- The task
Each line of the data below from the one holding "pub fn from_toml_str(content: &str)" to the one holding "let config: SyncConfig = toml::from_str(&content).map_err(|e|", inclusive, is to be reproduced exactly; no other line belongs in the answer.

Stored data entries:

/---

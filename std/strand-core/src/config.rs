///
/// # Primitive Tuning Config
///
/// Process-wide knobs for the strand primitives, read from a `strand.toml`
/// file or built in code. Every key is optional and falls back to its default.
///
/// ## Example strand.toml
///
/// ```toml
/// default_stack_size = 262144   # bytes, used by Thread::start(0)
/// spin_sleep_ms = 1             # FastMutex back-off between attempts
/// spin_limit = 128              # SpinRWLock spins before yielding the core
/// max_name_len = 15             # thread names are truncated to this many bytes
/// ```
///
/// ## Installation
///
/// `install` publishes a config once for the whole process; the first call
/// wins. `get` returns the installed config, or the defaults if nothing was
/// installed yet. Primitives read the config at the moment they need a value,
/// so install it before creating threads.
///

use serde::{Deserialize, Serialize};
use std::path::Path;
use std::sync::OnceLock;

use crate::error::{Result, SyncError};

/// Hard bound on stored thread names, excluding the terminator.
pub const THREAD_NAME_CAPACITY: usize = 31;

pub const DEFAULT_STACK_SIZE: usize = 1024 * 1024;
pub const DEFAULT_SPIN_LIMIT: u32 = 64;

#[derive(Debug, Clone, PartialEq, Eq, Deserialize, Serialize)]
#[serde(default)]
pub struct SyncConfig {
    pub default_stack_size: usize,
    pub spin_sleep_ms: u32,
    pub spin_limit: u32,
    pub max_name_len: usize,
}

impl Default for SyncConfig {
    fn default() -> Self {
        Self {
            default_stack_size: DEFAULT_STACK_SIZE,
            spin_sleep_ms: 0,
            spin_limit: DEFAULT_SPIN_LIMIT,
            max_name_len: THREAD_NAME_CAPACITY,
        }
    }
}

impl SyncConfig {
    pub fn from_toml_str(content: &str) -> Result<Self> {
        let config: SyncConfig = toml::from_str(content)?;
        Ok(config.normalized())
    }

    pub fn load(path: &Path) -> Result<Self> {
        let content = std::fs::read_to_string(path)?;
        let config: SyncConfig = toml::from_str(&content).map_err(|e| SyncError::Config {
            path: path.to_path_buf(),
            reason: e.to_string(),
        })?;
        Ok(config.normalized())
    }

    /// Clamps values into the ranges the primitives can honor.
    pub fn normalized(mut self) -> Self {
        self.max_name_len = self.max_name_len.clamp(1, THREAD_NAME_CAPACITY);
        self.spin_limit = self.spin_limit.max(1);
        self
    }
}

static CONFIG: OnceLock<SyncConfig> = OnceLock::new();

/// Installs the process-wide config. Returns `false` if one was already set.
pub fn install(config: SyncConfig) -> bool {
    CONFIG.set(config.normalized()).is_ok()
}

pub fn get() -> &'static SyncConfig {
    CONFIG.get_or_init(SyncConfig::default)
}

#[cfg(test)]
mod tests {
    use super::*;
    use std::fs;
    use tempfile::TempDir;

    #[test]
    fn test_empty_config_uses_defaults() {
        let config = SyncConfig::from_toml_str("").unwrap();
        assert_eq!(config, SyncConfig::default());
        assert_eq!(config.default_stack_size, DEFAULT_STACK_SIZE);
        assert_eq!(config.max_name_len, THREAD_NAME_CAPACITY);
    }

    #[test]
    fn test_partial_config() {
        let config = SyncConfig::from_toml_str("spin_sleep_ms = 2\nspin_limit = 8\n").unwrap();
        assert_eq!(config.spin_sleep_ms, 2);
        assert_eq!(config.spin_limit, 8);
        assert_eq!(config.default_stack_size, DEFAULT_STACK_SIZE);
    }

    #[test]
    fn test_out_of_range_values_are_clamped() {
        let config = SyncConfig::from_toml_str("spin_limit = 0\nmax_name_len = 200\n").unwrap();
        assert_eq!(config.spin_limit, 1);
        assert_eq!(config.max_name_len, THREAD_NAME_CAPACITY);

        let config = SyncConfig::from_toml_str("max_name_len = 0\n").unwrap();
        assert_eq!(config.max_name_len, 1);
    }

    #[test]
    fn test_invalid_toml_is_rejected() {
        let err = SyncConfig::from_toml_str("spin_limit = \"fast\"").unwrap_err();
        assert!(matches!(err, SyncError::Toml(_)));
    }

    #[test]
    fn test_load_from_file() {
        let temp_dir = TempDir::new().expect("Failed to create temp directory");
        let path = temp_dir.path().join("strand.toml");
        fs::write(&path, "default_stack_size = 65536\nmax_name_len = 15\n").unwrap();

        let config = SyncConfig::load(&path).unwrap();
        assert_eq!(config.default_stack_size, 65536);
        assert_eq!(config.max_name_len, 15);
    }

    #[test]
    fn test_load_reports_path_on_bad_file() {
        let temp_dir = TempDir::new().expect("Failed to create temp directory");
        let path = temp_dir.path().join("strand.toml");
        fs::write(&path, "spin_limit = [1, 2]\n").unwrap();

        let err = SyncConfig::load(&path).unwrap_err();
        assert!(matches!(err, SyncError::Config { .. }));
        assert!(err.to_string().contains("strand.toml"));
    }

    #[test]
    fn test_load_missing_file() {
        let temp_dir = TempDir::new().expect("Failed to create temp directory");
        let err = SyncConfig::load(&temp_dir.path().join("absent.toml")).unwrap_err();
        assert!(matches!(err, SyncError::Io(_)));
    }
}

\---

- Answer
    pub fn from_toml_str(content: &str) -> Result<Self> {
        let config: SyncConfig = toml::from_str(content)?;
        Ok(config.normalized())
    }

    pub fn load(path: &Path) -> Result<Self> {
        let content = std::fs::read_to_string(path)?;
        let config: SyncConfig = toml::from_str(&content).map_err(|e| SyncError::Config {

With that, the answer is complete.